《人工智能英语入门》

2.3 Big Data Thinking and Automatic Fuzzy Logic

2.3.1 Anti-Accuracy Worship—the Bald Man Paradox

The Bald Man Paradox usually refers to the most clear-cut of the paradoxes of vagueness，the sorites paradox. Or，strictly speaking，it refers to one of the dramatizations of this paradox. This case is nevertheless fully representative of the general issues involved. The allegedly paradoxical argument is well known. It might be formulated as follows：

（P.1）Premise one：a man with no hairs is bald.

（P.2）Premise two：If a man with n hairs is bald，then so is a man with n ＋ 1 hairs.

（Colloquially speaking，adding a single hair will not rescue him from baldness！）

（C）Conclusion：No matter how many hairs a man has，he is bald.

The paradox lies in the fact that the premises（P. 1）and（P. 2）seem to be unproblematically true but the conclusion（C）false.

If the reasoning involved in the paradox seems so unproblematic，how can the paradox be explained away？ What can the bald man tell us？ Here comes the first and quite possibly foremost strategic moral that can be elicited from discussions of the different paradoxes，such as the sorites paradox and the paradox of the liar. An enormous amount of inspiration and perspiration has been devoted to sundry “solutions”of the paradoxes. It is nevertheless by this time eminently clear that the only way of clearing up such major paradoxes is a deeper analysis of the basic concepts figuring in them. To discuss the paradoxes as separate puzzles without digging deeper into their sources in logic and semantics is not much more instructive than to solve crossword puzzles. The difficulty of the paradoxes is reflected in the fact that this proposed deeper analysis forces us to take a long hard look at the questions that underlie all logic. In the case of the sorites paradox，the basic concepts that hold the key to understanding the paradox are negation and mathematical induction.

The basic insight that is not heeded in the earlier discussion is thus that if we admit truth-value gaps，we must have in our logic a strong dual negation that does not obey the law of excluded middle. This is perhaps the most important thing that the bald man can tell us. Otherwise，we for instance cannot deal with the totality of truth-value gaps nor with the meaning of any third（indefinite）-truth-value.

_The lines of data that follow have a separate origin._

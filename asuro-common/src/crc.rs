// SPDX-License-Identifier: MIT
// Copyright (c) 2026 ADNT Sarl <info@adnt.io>

//! Bit-by-bit CRC-16 as checked by the bootloader.
//!
//! Parameters: width 16, poly 0x8005, init 0x0000, reflected input and
//! output, no final xor. This is the CRC-16/ARC model, computed the slow
//! way so every step matches the bootloader's reference routine.

const POLY: u16 = 0x8005;

/// Reverse the lowest `width` bits of `data`.
fn reflect(data: u16, width: u32) -> u16 {
    data.reverse_bits() >> (16 - width)
}

/// Shift one bit into the register, folding in the polynomial on carry.
fn shift_in(crc: u16, bit: bool) -> u16 {
    let carry = crc & 0x8000 != 0;
    let crc = (crc << 1) | u16::from(bit);
    if carry {
        crc ^ POLY
    } else {
        crc
    }
}

/// Compute the CRC-16 of `data`.
pub fn crc16(data: &[u8]) -> u16 {
    let mut crc = 0u16;

    for &byte in data {
        let c = reflect(u16::from(byte), 8);
        for i in 0..8 {
            crc = shift_in(crc, (c >> (7 - i)) & 0x01 != 0);
        }
    }

    // Augment with 16 zero bits to flush the register
    for _ in 0..16 {
        crc = shift_in(crc, false);
    }

    reflect(crc, 16)
}
// SPDX-License-Identifier: MIT
// Copyright (c) 2026 ADNT Sarl <info@adnt.io>

//! Wire constants shared between the uploader and the ASURO bootloader.

// --- Flash layout constants ---

/// Bytes of program memory carried by one frame.
pub const PAGE_SIZE: usize = 64;
pub const MAX_PAGES: usize = 128;
/// Program memory occupied by the bootloader itself (16 pages).
pub const BOOTLOADER_SIZE: usize = 1024;

/// Largest image that still fits below the bootloader.
pub const MAX_FILE_SIZE: usize = PAGE_SIZE * MAX_PAGES - BOOTLOADER_SIZE;

// --- Frame layout (67 bytes) ---
//
// [page_number][64 data bytes][crc_lo][crc_hi]

pub const PAGE_NUMBER_LEN: usize = 1;
pub const CRC_LEN: usize = 2;
pub const FRAME_SIZE: usize = PAGE_NUMBER_LEN + PAGE_SIZE + CRC_LEN;

/// Offset of the CRC tail within a frame.
pub const CRC_OFFSET: usize = PAGE_NUMBER_LEN + PAGE_SIZE;

/// Fill byte for the unused part of a short page (erased flash).
pub const PAD_BYTE: u8 = 0xFF;

// Compile-time layout checks
const _: () = assert!(FRAME_SIZE == 67);
const _: () = assert!(MAX_FILE_SIZE == 7168);

// --- Link parameters ---

/// IR transceiver line rate (8N1, no flow control).
pub const BAUD_RATE: u32 = 2400;

// --- Handshake / response strings ---

/// Sent repeatedly until the bootloader answers.
pub const FLASH_COMMAND: &[u8] = b"Flash";
/// Bootloader answer that confirms programming mode.
///
/// Drives the transitions of [`ConnectState`](crate::connect::ConnectState).
pub const CONNECT_MARKER: &[u8] = b"ASURO";

pub const RESPONSE_OK: [u8; 2] = *b"OK";
pub const RESPONSE_CHECKSUM: [u8; 2] = *b"CK";
pub const RESPONSE_MEMORY: [u8; 2] = *b"ER";
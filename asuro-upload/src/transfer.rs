// SPDX-License-Identifier: MIT
// Copyright (c) 2026 ADNT Sarl <info@adnt.io>

//! Send one page frame and wait for the bootloader's verdict.

use std::fmt;

use asuro_common::{Frame, ResponseCode, ResponseTail};

use crate::config::Timing;
use crate::transport::{Link, LinkError};

/// Result of pushing one frame through the retry loop.
#[derive(Debug)]
pub enum TransferOutcome {
    /// `"OK"`: page programmed.
    Ok,
    /// `"CK"`: the bootloader saw a CRC mismatch.
    ChecksumError,
    /// `"ER"`: programming the flash page failed.
    MemoryError,
    /// No recognisable answer.
    Timeout,
    /// The link broke; never retried.
    Link(LinkError),
}

impl TransferOutcome {
    pub fn is_ok(&self) -> bool {
        matches!(self, Self::Ok)
    }
}

impl From<Option<ResponseCode>> for TransferOutcome {
    fn from(code: Option<ResponseCode>) -> Self {
        match code {
            Some(ResponseCode::Ok) => Self::Ok,
            Some(ResponseCode::ChecksumError) => Self::ChecksumError,
            Some(ResponseCode::MemoryError) => Self::MemoryError,
            None => Self::Timeout,
        }
    }
}

impl fmt::Display for TransferOutcome {
    fn fmt(&self, f: &mut fmt::Formatter<'_>) -> fmt::Result {
        match self {
            Self::Ok => f.write_str("OK"),
            Self::ChecksumError => f.write_str("CRC error"),
            Self::MemoryError => f.write_str("memory error"),
            Self::Timeout => f.write_str("timeout"),
            Self::Link(e) => write!(f, "link error: {}", e),
        }
    }
}

/// Send `frame` until it is acknowledged or the retry budget is spent.
///
/// Checksum errors, memory errors and timeouts are all retried the same
/// way; the last one seen is returned when the budget runs out.
pub fn send_frame<L: Link>(link: &mut L, frame: &Frame, timing: &Timing) -> TransferOutcome {
    let mut retries_left = timing.page_retries;

    loop {
        if let Err(e) = link.send(frame.as_ref()) {
            return TransferOutcome::Link(e);
        }
        timing.settle();

        let mut tail = ResponseTail::new();
        link.drain(|byte| tail.push(byte));

        let outcome = TransferOutcome::from(tail.classify());
        if outcome.is_ok() {
            return outcome;
        }

        if retries_left == 0 {
            log::warn!("Page {}: {}", frame.page(), outcome);
            return outcome;
        }
        log::warn!("Page {}: {}. Retrying", frame.page(), outcome);
        retries_left -= 1;
    }
}
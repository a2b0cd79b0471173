// SPDX-License-Identifier: MIT
// Copyright (c) 2026 ADNT Sarl <info@adnt.io>

//! Command-line interface definitions.

use std::fs;
use std::io::{self, Read};
use std::path::{Path, PathBuf};
use std::time::Duration;

use anyhow::{Context, Result};
use clap::Parser;
use indicatif::{ProgressBar, ProgressStyle};

use asuro_common::protocol::{MAX_FILE_SIZE, PAGE_SIZE};

use crate::config::{Timing, DEFAULT_CONNECT_RETRIES, DEFAULT_PAGE_RETRIES, DEFAULT_SETTLE_MS};
use crate::session;
use crate::transport::SerialLink;

/// Command-line arguments.
#[derive(Parser, Debug)]
#[command(name = "asuro-upload", version)]
#[command(about = "Flash a raw binary image into the ASURO robot over its IR link")]
pub struct Cli {
    /// Raw binary image to flash. Read from stdin if not given.
    #[arg(short, long, value_name = "FILE")]
    pub input: Option<PathBuf>,

    /// Serial device of the IR transceiver (e.g., /dev/ttyS0).
    /// Without it, frames are printed as hex to stdout.
    #[arg(short, long, value_name = "DEVICE")]
    pub device: Option<String>,

    /// Wait after each send before reading the answer, in milliseconds
    #[arg(long, value_name = "MS", default_value_t = DEFAULT_SETTLE_MS)]
    pub settle_ms: u64,

    /// Extra "Flash" attempts before giving up on the handshake
    #[arg(long, value_name = "N", default_value_t = DEFAULT_CONNECT_RETRIES)]
    pub connect_retries: u32,

    /// Extra attempts per page
    #[arg(long, value_name = "N", default_value_t = DEFAULT_PAGE_RETRIES)]
    pub page_retries: u32,

    /// Log every page and handshake attempt
    #[arg(short, long)]
    pub verbose: bool,
}

impl Cli {
    pub fn timing(&self) -> Timing {
        Timing {
            settle_delay: Duration::from_millis(self.settle_ms),
            connect_retries: self.connect_retries,
            page_retries: self.page_retries,
        }
    }
}

/// Read the whole image from `path`, or stdin.
fn read_image(path: Option<&Path>) -> Result<Vec<u8>> {
    match path {
        Some(path) => {
            fs::read(path).with_context(|| format!("Failed to open file `{}`", path.display()))
        }
        None => {
            let mut image = Vec::new();
            io::stdin()
                .lock()
                .read_to_end(&mut image)
                .context("Failed to read image from stdin")?;
            Ok(image)
        }
    }
}

fn page_count(len: usize) -> u64 {
    len.div_ceil(PAGE_SIZE) as u64
}

fn progress_bar(pages: u64) -> Result<ProgressBar> {
    let pb = ProgressBar::new(pages);
    pb.set_style(
        ProgressStyle::default_bar()
            .template("{spinner:.green} [{elapsed_precise}] [{bar:40.cyan/blue}] {pos}/{len} pages ({eta})")?
            .progress_chars("#>-"),
    );
    Ok(pb)
}

/// Execute the parsed CLI command.
pub fn run(cli: Cli) -> Result<()> {
    let timing = cli.timing();
    let image = read_image(cli.input.as_deref())?;

    if image.len() > MAX_FILE_SIZE {
        log::warn!(
            "Image is {} bytes, the device holds at most {}; page numbers past the limit will not fit",
            image.len(),
            MAX_FILE_SIZE
        );
    }

    let Some(device) = cli.device.as_deref() else {
        let stdout = io::stdout();
        session::run(
            &image[..],
            None::<SerialLink>,
            stdout.lock(),
            &timing,
            &ProgressBar::hidden(),
        )?;
        return Ok(());
    };

    let link = SerialLink::open(device)?;
    let pages = page_count(image.len());
    log::info!(
        "Image: {} bytes, {} pages, device {}",
        image.len(),
        pages,
        link.port_name()
    );

    let pb = progress_bar(pages)?;
    session::run(&image[..], Some(link), io::sink(), &timing, &pb)?;

    Ok(())
}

Fortunately，there exists a logic which can serve these purposes. This logic is known as Independence-Friendly（ IF ） Logic . It is more fundamental than our ordinary first-order logic，which could be called，somewhat inaccurately historically，the FregeRussell logic. As has been repeatedly pointed out，Frege-Russell logic is unnecessarily restricted in its expressive power. There are several crucial logical and mathematical ideas that cannot be expressed in ordinary first-order logic but can be expressed by means of IF logic，including equicardinality，infinity and topological continuity. Now we can add to the services of IF logic which can perform for the solution of sorites paradox.

2.3.2 Core of Fuzzy Logic—Fuzzy Thinking

How can we represent expert knowledge that uses vague and ambiguous terms in a computer？

Fuzzy Logic is not logic that is fuzzy，but logic that is used to describe fuzziness.Fuzzy Logic is the theory of fuzzy sets，sets that calibrate vagueness. Fuzzy Logic is based on the idea that all things admit of degrees. Temperature，height，speed，distance，beauty-all come on a sliding scale. For instance：

· The motor is running really hot.

· Tom is a very tall guy.

Boolean Logic uses sharp distinctions（Fig. 2.2）. It forces us to draw lines between members of a class and nonmembers. For instance，we may say，Tom is tall because his height is 181 cm. If we drew a line at 180 cm，we would find that David，who is 179 cm，is small. Is David really a small man or have we just drawn an arbitrary line in the sand？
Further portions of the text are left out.